Поль Сидиропуло - Костры на башнях
— Он с именем родился, Виктор Алексеевич. — Легкая печаль тенью легла на смуглое лицо Махара. — Асхат.
— Очень верно, — одобрил Соколов. — Пусть растет крепким, здоровым и таким же смелым, как его дядя-герой!
* * *Машина едва отъехала от здания райкома партии, направляясь к дому Соколова, как Виктор Алексеевич попросил Зангиева остановиться. «Волга» прижалась к бордюру и стала. Соколов вышел.
Карл Карстен увидел группу женщин, продающих цветы, и тоже вышел из машины. Прихрамывая, направился вслед аа другом. Внимание Соколова привлекла старушка, продающая красивые красные гладиолусы. Виктор Алексеевич взял все. Старушка стеснялась было брать деньги с первого секретаря райкома партии, но он сунул деньги в карман ее фартука.
Вскоре «Волга» подкатила к зданию роддома. На этот раз из машины Соколов и Карл Карстен вышли одновременно. Они поднялись по ступенькам.

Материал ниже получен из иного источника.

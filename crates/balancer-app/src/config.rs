use std::env;
use std::fs;
use std::net::{Ipv4Addr, SocketAddr};
use std::path::Path;
use std::time::Duration;

use anyhow::{Context, Result};
use chrono_tz::Tz;
use serde::Deserialize;

use device_worker::WorkerConfig;
use meter_codec::DecodeOptions;
use telemetry_sink::InfluxConfig;
use transport::{MulticastConfig, SerialConfig};

use crate::actuators::{EdimaxConfig, PWM_MAX_VOLT};

const CONFIG_ENV: &str = "BALANCER_CONFIG";
const DEFAULT_METER_POLL_INTERVAL_MS: u64 = 1_000;
const DEFAULT_CHANNEL_CAPACITY: usize = 256;
const DEFAULT_BATCH_SIZE: usize = 50;

/// Watt threshold to charger control voltage, ascending by watt.
pub const DEFAULT_CHARGER_LEVELS: [(f64, f64); 14] = [
    (310.0, 0.4),
    (370.0, 1.0),
    (440.0, 1.2),
    (510.0, 1.4),
    (610.0, 1.6),
    (660.0, 1.8),
    (740.0, 2.0),
    (810.0, 2.2),
    (890.0, 2.4),
    (980.0, 2.6),
    (1_060.0, 2.8),
    (1_170.0, 3.0),
    (1_270.0, 3.2),
    // Below 0.4V the charger runs at full power.
    (1_750.0, 0.1),
];

#[derive(Clone, Debug)]
pub struct InverterConfig {
    pub serial: SerialConfig,
    pub inverter_id: u16,
    pub relay_pin: u32,
    pub gpio_base: String,
    /// Step applied to the limit while the battery voltage is too low.
    pub limit_step_watt: f64,
    pub max_increase_watt: f64,
}

impl Default for InverterConfig {
    fn default() -> Self {
        Self {
            serial: SerialConfig::default(),
            inverter_id: 10_000,
            relay_pin: 17,
            gpio_base: "/sys/class/gpio".to_string(),
            limit_step_watt: 20.0,
            max_increase_watt: 50.0,
        }
    }
}

#[derive(Clone, Debug)]
pub struct MeterConfig {
    pub multicast: MulticastConfig,
    pub serial_number: Option<u32>,
    pub options: DecodeOptions,
    pub poll_interval: Duration,
}

impl Default for MeterConfig {
    fn default() -> Self {
        Self {
            multicast: MulticastConfig::default(),
            serial_number: None,
            options: DecodeOptions::default(),
            poll_interval: Duration::from_millis(DEFAULT_METER_POLL_INTERVAL_MS),
        }
    }
}

#[derive(Clone, Debug)]
pub struct BatteryConfig {
    pub min_voltage: f64,
    pub max_voltage: f64,
    pub max_discharge_watt: f64,
    /// Below this level the discharge ceiling is halved.
    pub low_level_percent: f64,
}

impl Default for BatteryConfig {
    fn default() -> Self {
        Self {
            min_voltage: 46.0,
            max_voltage: 54.0,
            max_discharge_watt: 400.0,
            low_level_percent: 20.0,
        }
    }
}

impl BatteryConfig {
    /// Linear charge level between the voltage bounds, in percent.
    pub fn level_percent(&self, volts: f64) -> f64 {
        100.0 / (self.max_voltage - self.min_voltage) * (volts - self.min_voltage)
    }
}

#[derive(Clone, Debug)]
pub struct ControlConfig {
    pub tick_interval: Duration,
    /// Surplus that switches the load on.
    pub surplus_on_watt: f64,
    /// Draw at or below which the load counts as idle.
    pub load_idle_watt: f64,
    /// Draw below which a running load counts as fully charged.
    pub fully_charged_watt: f64,
    pub reserved_watt: f64,
    pub activation_level_percent: f64,
    pub activation_import_watt: f64,
    pub activation_hysteresis: Duration,
    /// Local hours `[start, end)` reserved for charging the battery.
    pub charging_window: (u32, u32),
    /// Local hour from which an idle load sends the loop to sleep.
    pub evening_cutoff_hour: Option<u32>,
    pub wake_hour: u32,
    pub watt_tolerance: f64,
    pub set_limit_interval: Duration,
    /// Re-request energy after this long even when balanced.
    pub limit_refresh_interval: Duration,
    pub relay_settle: Duration,
    pub initial_limit_watt: f64,
    pub load_off_hysteresis: Duration,
    pub timezone: Tz,
}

Дежурная вышла им навстречу. И встретила приветливо:
— Здравствуйте, Виктор Алексеевич!
— Здравствуйте, Вера Николаевна! — улыбнулся ей Соколов; пожилая женщина долгие годы проработала в больнице вместе с его матерью.
— А вы к кому, Виктор Алексеевич?
— Передайте цветы Заире Зангиевой, — попросил он. — И скажите, что ее от всего сердца поздравляет знаменитый германский альпинист Карл Карстен. И я, естественно. Желаем ей большого счастья. Здоровья ей и малышу Асхату!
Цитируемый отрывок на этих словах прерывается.